Gen Alpha and the Rise of Vegetarianism

Gen Alpha are adopting meat-free diets more than any other generation. But what is it that’s influencing their dietary habits?

Whether kids tell us about their favourite school dinners or their parent’s homemade spaghetti bolognese, food is always a popular point of discussion during our Youth Trend Spotting calls. And that includes talk about meat-free meals. Kids are more eco-conscious than ever before, and it factors into the food they eat.

“Our whole menu at school is veggie now, so my favourite is the veggie pizza.”
Boy, 11

In the UK, according to*, currently, around 14% of adults (7.2 million) are following a meat-free diet. A further 12% (6.5 million) of the population intended to become vegetarian, vegan or pescatarian in 2021. So, meat-free diets are on the rise among adults. Yet, it is the younger generation who are leading the way. 

We asked over 6,500 kids whether they’re meat-free and 34% of 10-13s said they’re vegetarian or vegan. Gen Alpha are adopting meat-free diets more than any other generation. But what is it that’s influencing their dietary habits?

The Planet and Animals

Out of those we surveyed, the primary reason kids are meat-free is because of their concerns around the planet and animals, particularly among the 10-13s (60%).

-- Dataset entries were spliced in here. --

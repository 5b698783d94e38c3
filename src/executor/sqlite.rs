//! SQLite executor
//!
//! Values cross into SQLite as follows: booleans become 0/1 integers and
//! timestamps become nanoseconds since the Unix epoch. BLOB columns have no
//! [`Value`] counterpart and fail to scan.

use super::{BufferedCursor, ExecResult, Executor, RowCursor, ScanFailure};
use crate::value::Value;
use crate::{Error, Result};
use rusqlite::types::{ToSql, ToSqlOutput, Value as SqlValue, ValueRef};
use rusqlite::{Connection, params_from_iter};
use std::path::Path;

/// [`Executor`] backed by a single SQLite connection
pub struct SqliteExecutor {
    conn: Connection,
}

impl SqliteExecutor {
    /// Open a database file (creates if doesn't exist)
    pub fn open(path: &Path) -> Result<Self> {
        let conn = Connection::open(path)?;
        Ok(Self { conn })
    }

    /// Open an in-memory database (for testing)
    pub fn open_in_memory() -> Result<Self> {
        let conn = Connection::open_in_memory()?;
        Ok(Self { conn })
    }

    pub fn from_connection(conn: Connection) -> Self {
        Self { conn }
    }

    pub fn connection(&self) -> &Connection {
        &self.conn
    }
}

impl Executor for SqliteExecutor {
    fn exec(&self, sql: &str, params: &[Value]) -> Result<ExecResult> {
        let changed = self.conn.execute(sql, params_from_iter(params.iter()))?;
        Ok(ExecResult::new(i64::try_from(changed).unwrap_or(i64::MAX)))
    }

    fn query<'a>(&'a self, sql: &str, params: &[Value]) -> Result<Box<dyn RowCursor + 'a>> {
        let mut stmt = self.conn.prepare(sql)?;
        let columns: Vec<String> = stmt.column_names().into_iter().map(String::from).collect();

        // Rows borrow the prepared statement, so they are fetched before it is dropped.
        let mut rows = stmt.query(params_from_iter(params.iter()))?;
        let mut fetched = Vec::new();
        loop {
            let row = match rows.next() {
                Ok(Some(row)) => row,
                Ok(None) => break,
                Err(e) => {
                    tracing::warn!(fetched = fetched.len(), "row fetch stopped: {}", e);
                    return Ok(Box::new(
                        BufferedCursor::from_results(fetched).with_trailing_error(e.into()),
                    ));
                }
            };
            fetched.push(convert_row(row, &columns));
        }

        Ok(Box::new(BufferedCursor::from_results(fetched)))
    }
}

/// Convert one row, stopping at the first column with no [`Value`] form
fn convert_row(
    row: &rusqlite::Row<'_>,
    columns: &[String],
) -> std::result::Result<Vec<Value>, ScanFailure> {
    let mut values = Vec::with_capacity(columns.len());
    for (idx, column) in columns.iter().enumerate() {
        let failure = |reason: String| ScanFailure {
            column: column.clone(),
            reason,
        };
        let cell = row.get_ref(idx).map_err(|e| failure(e.to_string()))?;
        values.push(from_sql_ref(cell).map_err(failure)?);
    }
    Ok(values)
}

impl ToSql for Value {
    fn to_sql(&self) -> rusqlite::Result<ToSqlOutput<'_>> {
        let output = match self {
            Value::Null => ToSqlOutput::Owned(SqlValue::Null),
            Value::Integer(i) => ToSqlOutput::Owned(SqlValue::Integer(*i)),
            Value::Real(r) => ToSqlOutput::Owned(SqlValue::Real(*r)),
            Value::Text(s) => ToSqlOutput::Borrowed(ValueRef::Text(s.as_bytes())),
            Value::Bool(b) => ToSqlOutput::Owned(SqlValue::Integer(i64::from(*b))),
            Value::Timestamp(t) => {
                let nanos = Value::timestamp_nanos(*t)
                    .map_err(|e| rusqlite::Error::ToSqlConversionFailure(Box::new(e)))?;
                ToSqlOutput::Owned(SqlValue::Integer(nanos))
            }
        };
        Ok(output)
    }
}

fn from_sql_ref(value: ValueRef<'_>) -> std::result::Result<Value, String> {
    match value {
        ValueRef::Null => Ok(Value::Null),
        ValueRef::Integer(i) => Ok(Value::Integer(i)),
        ValueRef::Real(r) => Ok(Value::Real(r)),
        ValueRef::Text(bytes) => std::str::from_utf8(bytes)
            .map(|s| Value::Text(s.to_string()))
            .map_err(|e| format!("invalid UTF-8 text: {}", e)),
        ValueRef::Blob(_) => Err("blob columns are not supported".to_string()),
    }
}

#[cfg(test)]
mod tests {
    use super::*;
    use std::time::{Duration, UNIX_EPOCH};

    fn collect(cursor: &mut dyn RowCursor) -> Vec<Vec<Value>> {
        let mut rows = Vec::new();
        while cursor.advance().unwrap() {
            rows.push(cursor.scan().unwrap());
        }
        cursor.close().unwrap();
        rows
    }

    #[test]
    fn test_exec_and_query() {
        let executor = SqliteExecutor::open_in_memory().unwrap();
        executor
            .exec("CREATE TABLE t (name TEXT, flag INTEGER, at INTEGER, score REAL)", &[])
            .unwrap();

        let at = UNIX_EPOCH + Duration::from_nanos(1_234_567_891);
        let result = executor
            .exec(
                "INSERT INTO t (name, flag, at, score) VALUES (?, ?, ?, ?), (?, ?, ?, ?)",
                &[
                    Value::from("a"),
                    Value::Bool(true),
                    Value::Timestamp(at),
                    Value::Real(1.5),
                    Value::from("b"),
                    Value::Bool(false),
                    Value::Null,
                    Value::Null,
                ],
            )
            .unwrap();
        assert_eq!(result.rows_affected(), 2);

        let mut cursor = executor
            .query("SELECT name, flag, at, score FROM t ORDER BY name", &[])
            .unwrap();
        let rows = collect(cursor.as_mut());
        assert_eq!(rows.len(), 2);
        assert_eq!(
            rows[0],
            vec![Value::from("a"), Value::Integer(1), Value::Integer(1_234_567_891), Value::Real(1.5)]
        );
        assert_eq!(rows[1][2], Value::Null);
    }

    #[test]
    fn test_blob_fails_only_its_row() {
        let executor = SqliteExecutor::open_in_memory().unwrap();
        executor.exec("CREATE TABLE notes (body)", &[]).unwrap();
        executor
            .exec("INSERT INTO notes (body) VALUES ('a'), (x'00ff'), ('c')", &[])
            .unwrap();

        let mut cursor = executor.query("SELECT body FROM notes ORDER BY rowid", &[]).unwrap();
        assert!(cursor.advance().unwrap());
        assert_eq!(cursor.scan().unwrap(), vec![Value::from("a")]);

        assert!(cursor.advance().unwrap());
        match cursor.scan().unwrap_err() {
            Error::Scan { row, column, reason } => {
                assert_eq!(row, 2);
                assert_eq!(column, "body");
                assert_eq!(reason, "blob columns are not supported");
            }
            other => panic!("unexpected error: {}", other),
        }

        assert!(cursor.advance().unwrap());
        assert_eq!(cursor.scan().unwrap(), vec![Value::from("c")]);
        assert!(!cursor.advance().unwrap());
        cursor.close().unwrap();
    }

    #[test]
    fn test_out_of_range_timestamp_not_bound() {
        let executor = SqliteExecutor::open_in_memory().unwrap();
        executor.exec("CREATE TABLE t (at INTEGER)", &[]).unwrap();
        let far = UNIX_EPOCH + Duration::from_secs(400 * 365 * 24 * 3600);
        let err = executor
            .exec("INSERT INTO t (at) VALUES (?)", &[Value::Timestamp(far)])
            .unwrap_err();
        assert!(matches!(err, Error::Storage(_)));
    }

    #[test]
    fn test_storage_error_propagates() {
        let executor = SqliteExecutor::open_in_memory().unwrap();
        let err = executor.exec("INSERT INTO missing VALUES (1)", &[]).unwrap_err();
        assert!(matches!(err, Error::Storage(_)));
    }
}
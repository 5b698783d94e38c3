//! Table Schema Registry - typed column layouts for record types
//!
//! A record type describes its mapped fields once through [`Record`]
//! (usually via the [`record!`](crate::record) macro). The [`Registry`]
//! validates that description on first use and caches the resulting
//! [`TableSchema`] for the registry's lifetime.

pub mod record;
pub mod registry;

pub use record::{FieldDescriptor, Record, TableSchema};
pub use registry::Registry;
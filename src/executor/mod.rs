//! Executor boundary
//!
//! The session hands finished statements to an [`Executor`] and reads query
//! results back through a [`RowCursor`]. [`SqliteExecutor`] is the bundled
//! implementation; anything else can plug in by implementing the two traits.

pub mod sqlite;

use crate::value::Value;
use crate::{Error, Result};
use std::collections::VecDeque;

pub use sqlite::SqliteExecutor;

/// Outcome of a write statement
#[derive(Debug, Clone, Copy, PartialEq, Eq, Default)]
pub struct ExecResult {
    rows_affected: i64,
}

impl ExecResult {
    pub fn new(rows_affected: i64) -> Self {
        Self { rows_affected }
    }

    pub fn rows_affected(&self) -> i64 {
        self.rows_affected
    }
}

/// Runs SQL text with positional parameters.
pub trait Executor {
    /// Run a statement that returns no rows
    fn exec(&self, sql: &str, params: &[Value]) -> Result<ExecResult>;

    /// Run a statement and return a cursor over its rows.
    ///
    /// The caller owns the cursor and must close it.
    fn query<'a>(&'a self, sql: &str, params: &[Value]) -> Result<Box<dyn RowCursor + 'a>>;
}

/// Forward-only sequence of result rows.
pub trait RowCursor {
    /// Move to the next row; `false` once the rows are exhausted
    fn advance(&mut self) -> Result<bool>;

    /// Column values of the current row, in select-list order.
    ///
    /// Only valid after `advance` returned `true`.
    fn scan(&mut self) -> Result<Vec<Value>>;

    /// Release the cursor. Calling it again is a no-op.
    fn close(&mut self) -> Result<()>;
}

/// A fetched row whose column could not be converted into a [`Value`]
#[derive(Debug, Clone, PartialEq, Eq)]
pub struct ScanFailure {
    pub column: String,
    pub reason: String,
}

/// Cursor over rows that were fetched up front.
///
/// A row that failed to convert is kept in place and reported by `scan` for
/// that row only, so earlier rows stay readable. An error that stopped the
/// fetch is reported by `advance` once the fetched rows are used up.
#[derive(Debug, Default)]
pub struct BufferedCursor {
    rows: VecDeque<std::result::Result<Vec<Value>, ScanFailure>>,
    current: Option<std::result::Result<Vec<Value>, ScanFailure>>,
    position: usize,
    trailing: Option<Error>,
    closed: bool,
}

impl BufferedCursor {
    pub fn new(rows: impl IntoIterator<Item = Vec<Value>>) -> Self {
        Self::from_results(rows.into_iter().map(Ok))
    }

    pub fn from_results(
        rows: impl IntoIterator<Item = std::result::Result<Vec<Value>, ScanFailure>>,
    ) -> Self {
        Self {
            rows: rows.into_iter().collect(),
            ..Default::default()
        }
    }

    /// Report `err` from `advance` after the buffered rows
    pub fn with_trailing_error(mut self, err: Error) -> Self {
        self.trailing = Some(err);
        self
    }

    pub fn is_closed(&self) -> bool {
        self.closed
    }
}

impl RowCursor for BufferedCursor {
    fn advance(&mut self) -> Result<bool> {
        if self.closed {
            return Ok(false);
        }
        self.current = self.rows.pop_front();
        if self.current.is_some() {
            self.position += 1;
            return Ok(true);
        }
        match self.trailing.take() {
            Some(err) => Err(err),
            None => Ok(false),
        }
    }

    fn scan(&mut self) -> Result<Vec<Value>> {
        match &self.current {
            Some(Ok(values)) => Ok(values.clone()),
            Some(Err(failure)) => Err(Error::Scan {
                row: self.position,
                column: failure.column.clone(),
                reason: failure.reason.clone(),
            }),
            None => Err(Error::Executor("scan called without a current row".to_string())),
        }
    }

    fn close(&mut self) -> Result<()> {
        self.closed = true;
        self.current = None;
        self.rows.clear();
        self.trailing = None;
        Ok(())
    }
}

#[cfg(test)]
mod tests {
    use super::*;

    #[test]
    fn test_buffered_cursor() {
        let mut cursor = BufferedCursor::new(vec![vec![Value::Integer(1)], vec![Value::Integer(2)]]);
        assert!(cursor.scan().is_err());

        assert!(cursor.advance().unwrap());
        assert_eq!(cursor.scan().unwrap(), vec![Value::Integer(1)]);
        assert!(cursor.advance().unwrap());
        assert_eq!(cursor.scan().unwrap(), vec![Value::Integer(2)]);
        assert!(!cursor.advance().unwrap());
        assert!(cursor.scan().is_err());
    }

    #[test]
    fn test_failed_row_reported_at_its_position() {
        let mut cursor = BufferedCursor::from_results(vec![
            Ok(vec![Value::from("a")]),
            Err(ScanFailure {
                column: "payload".to_string(),
                reason: "blob columns are not supported".to_string(),
            }),
            Ok(vec![Value::from("c")]),
        ]);

        assert!(cursor.advance().unwrap());
        assert_eq!(cursor.scan().unwrap(), vec![Value::from("a")]);
        assert!(cursor.advance().unwrap());
        match cursor.scan().unwrap_err() {
            Error::Scan { row, column, .. } => {
                assert_eq!(row, 2);
                assert_eq!(column, "payload");
            }
            other => panic!("unexpected error: {}", other),
        }
        assert!(cursor.advance().unwrap());
        assert_eq!(cursor.scan().unwrap(), vec![Value::from("c")]);
        assert!(!cursor.advance().unwrap());
    }

    #[test]
    fn test_trailing_error_after_rows() {
        let mut cursor = BufferedCursor::new(vec![vec![Value::Integer(1)]])
            .with_trailing_error(Error::Executor("connection lost".to_string()));
        assert!(cursor.advance().unwrap());
        assert!(cursor.advance().is_err());
        assert!(!cursor.advance().unwrap());
    }

    #[test]
    fn test_close_is_idempotent() {
        let mut cursor = BufferedCursor::new(vec![vec![Value::Null]]);
        cursor.close().unwrap();
        cursor.close().unwrap();
        assert!(cursor.is_closed());
        assert!(!cursor.advance().unwrap());
    }
}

“Dinosaurs would become back alive, but only if they were vegetarian so T-Rexes wouldn’t chomp everybody up.”
Boy, 7

From an early age, kids have a simple understanding of sustainability and climate change. When we interviewed over 10,000 6-16-year-olds worldwide as part of our FriendsKnowBest research, we found that kids are well-aware climate change is an issue we must tackle today. They are engaged and passionate about the environment. We’ve dubbed these kids #GenerationWhyNot.

That being so, kids are increasingly involved in meaningful actions and recognize their responsibility in protecting the planet. If kids were prime minister, 31% told us they would protect animals, followed by 26% who said they would help the rainforest. They understand that protecting endangered wildlife is crucial to saving the planet, and they can make a difference by cutting meat from their diet.

Parental Influence

Kids of millennial parents, who have the most democratic approach to parenting, are more open to their influence and advice. Approximately 25% of all kids saying that their parents have influenced them to be vegetarian or vegan.

“We recycle, we make our own compost with eggshells. We mainly eat a lot of veg, we don’t eat that much meat.”
Boy, 13

Dietary behaviour shifts are often caused by the availability of good options. Indeed, there have never been so many options available, with alternative proteins becoming a rapidly diversifying market in the food sector. For example, fast-food chains such as Burger King have launched vegan options to make meat-free options more accessible. Thanks to the range of options available, vegetarian parents can meet their kids’ nutritional needs easier than they could just a few years ago. 

Impossible Foods, whose mission is to make the global food system sustainable, is also making its way onto the school menu. These plant-based school meals will have an impact not only on kids but also on parents. They would see Impossible’s name on cafeteria menus, and if kids enjoy their school lunches, parents will likely try the plant-based product at home. Read more about their mission here. 

Intending to educate young people about the link between eating meat and climate change, the company also launched a teen-focused website, “The Birds and The Trees“. The online guide advises teens on how to talk to their parents about traditional meat’s impact on global warming.

What They Watch

Gen Alpha are digital natives. With easy access to discussions around worldwide issues, they are well aware of the environmental impact of human activity. 

46% of kids we surveyed watch Netflix more than any other streaming service, home to hundreds of documentaries. Seaspiracy, a stunning documentary about the harm of commercial fishing practices, is the latest to spark conversation and controversy. 

“Yeah, we are vegetarians because we watched this thing on Netflix called Seaspiracy. If they catch something that they don’t want then they kill it and throw it back in the ocean.”
Boy, 11

Furthermore, TikTok is becoming an unexpected leader in this space. There is a growing community of eco-friendly creators such as TikToker Taylor Bright, @sustainablecherub, and environmental collective Eco Tok, @eco_tok, who aim to raise awareness on urgent environmental issues. 

As a platform where millions of young people perform and explore their identities in public, it has become a prominent venue for ideological formation and political activism among kids.

What’s next?

Out of the 60% of kids who ate meat, 69% said they weren’t likely to become vegetarian or vegan in the future. 

Nevertheless, while restaurants, fast food chains, and supermarkets make meat-free options more accessible, and social media influencers promote vegetarian diets, we predict to see a rise in vegetarianism and veganism among the sustainability-conscious Gen Alpha.